Page 4 of Black Sheep

He chuckles, his eyes a touch colder. “You see, my man, you waste both our time.”

I take a breath and force a deferential nod. “My apologies. Do you have everything you need?”

He stares at me for several seconds. “No, not everything. But it is nothing that a little…negotiation cannot satisfy, eh?”

I’ve been expecting this—the obligatory extortion that happens every few months. Normally, I head it off by stating a few facts and figures, namely that I’m paying almost double market value for the service Petrosyan is providing me. This time, I don’t.

Cleo’s persistent visits are evidence that my plan is working. The fracturing Rutherford kingdom is developing even more cracks. And I’m willing to pay dearly for that.

“What do you want, Petrosyan?”

His expression doesn’t change, but sensing a victory, he immediately turfs the girls off his lap. Once they’ve drifted off, he stands, adjusts his shiny suit, and rises up on the balls of his feet. But nothing can disguise the fact that I’m a foot taller than him.

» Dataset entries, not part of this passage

use crate::models::backup_config::BackupConfiguration;
use crate::models::backup_job::BackupJob;
use crate::models::JobState;
use async_trait::async_trait;
use std::sync::Arc;

/// Delivers backup outcome notices to operators.
#[async_trait]
pub trait Notifier: Send + Sync {
    async fn notify(&self, recipients: &[String], job: &BackupJob) -> anyhow::Result<()>;
}

/// Writes notices to the log instead of sending them anywhere.
#[derive(Debug, Default)]
pub struct LogNotifier;

#[async_trait]
impl Notifier for LogNotifier {
    async fn notify(&self, recipients: &[String], job: &BackupJob) -> anyhow::Result<()> {
        tracing::info!(
            job_id = %job.id,
            state = %job.state,
            recipients = recipients.len(),
            "Backup notification: {}",
            job.error_message.as_deref().unwrap_or("backup completed")
        );
        Ok(())
    }
}

/// Fire-and-forget dispatch honoring the policy's notify flags.
///
/// Returns the spawned task so tests can wait on it; callers normally drop it.
pub fn dispatch(
    notifier: &Arc<dyn Notifier>,
    config: &BackupConfiguration,
    job: &BackupJob,
) -> Option<tokio::task::JoinHandle<()>> {
    let wanted = match job.state {
        JobState::Completed => config.notify_on_success,
        JobState::Failed => config.notify_on_failure,
        _ => false,
    };
    if !wanted || config.notification_emails.is_empty() {
        return None;
    }

    let notifier = notifier.clone();
    let recipients: Vec<String> = config.notification_emails.iter().cloned().collect();
    let job = job.clone();
    Some(tokio::spawn(async move {
        if let Err(e) = notifier.notify(&recipients, &job).await {
            tracing::warn!(job_id = %job.id, error = %e, "Failed to send backup notification");
        }
    }))
}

“I want for you to tell me what you’re doing with all the product you buy from me, for start. It’s not ending up on the street or in clubs, I know that for fact,” he says.

“And like I told you when we started this…partnership, it’s none of your business.” Although I owe him no explanation, I don’t relish the idea of telling the mobster that every ounce of heroin I’ve procured from him for the last two years has been flushed down the toilet. That this isn’t about taking over my father’s business to make money for myself but to ensure the Rutherfords have zero business by the time I’m done with them. And if by doing so, I help take a few hundred kilos of drugs off the street…I mentally shrug.

Petrosyan’s jaw flexes, but he nods. “Okay, then let’s talk our business. Economy is in toilet. I need to raise prices—”

“Two hundred thousand a month. Fifty thousand dollars more for the same deal.”

He looks off to the side, pulls on his cuffs, and then his fish eyes dart back to me. “I am thinking a cool quarter million has nice ring to it, no?”

“Fine. Deal. Are we done?”

Surprise livens his eyes for a few seconds before his gaze turns speculative. “You must really want to…how you say, shank it to my former business partner, hmm?”

“Yes, I must really want to stick it to him.”

The turn of phrase baffles him for a second then he gives up in favor of confirming that I’ve really folded and given him a one-hundred-thousand-dollar price hike after a two-minute negotiation.

Now that he’s satisfied, I turn to leave.

“I would sleep with gun under my pillow if I had someone like you for enemy,” he states.

I look over my shoulder. He’s watching me carefully. Trying to read the unreadable. “Then it’s a good thing we’re friends, isn’t it? And you do sleep with a gun under your pillow.”

He laughs. “Well, for you, I would make it two guns.”

“You keep your end of the bargain, and you will never need to.”

He catches the warning in my voice, and the laughter fades. “You keep up payments, and we won’t have problem.” He clicks his fingers for his girls.

Our battle lines redrawn, I return to the bar in time to spot Cleo raising a nearly empty champagne glass to her lips. My jaw clenches. Added to the two shots of tequila, I’m uncertain what the result will be. So I sharpen my focus with an even more vicious blade. Everything falls away as I saturate myself with her presence.

Every breath. Every blink.

I catch the moment her hips sway, ever so slightly, to the throbbing rock anthem.

The move resonates through me like the cuts of memory’s blade. In an instant, I’m thrown back to the bedroom in the pool house I claimed the day I turned eighteen. It was the single thing I requested when my mother asked me what I wanted for my birthday. The need to distance myself from my father had grown into a visceral, unbearable ache. My mother saw it. She granted my request, despite my father’s firm refusal. It was most likely what earned her the black eye two days later.

I don’t know because I didn’t ask. It would’ve been useless to do so anyway. She would’ve lied. And I was too selfish, too thankful for the mercy of not having to live under the same roof as my father, to rock the boat.

So I claimed my tiny piece of heaven in hell. And it was there that Cleo danced for me for the first time. Where we celebrated a lot of firsts.

That particular memory flames through the charred pits of my mind. I don’t fight it. Like the fleeting moments of pleasure and pain, it will be gone in an instant, devoured by the putrefying cancer that lives within me.

Sure enough, it’s gone from one heartbeat to the next, and I’m left with rotting remnants of what once was.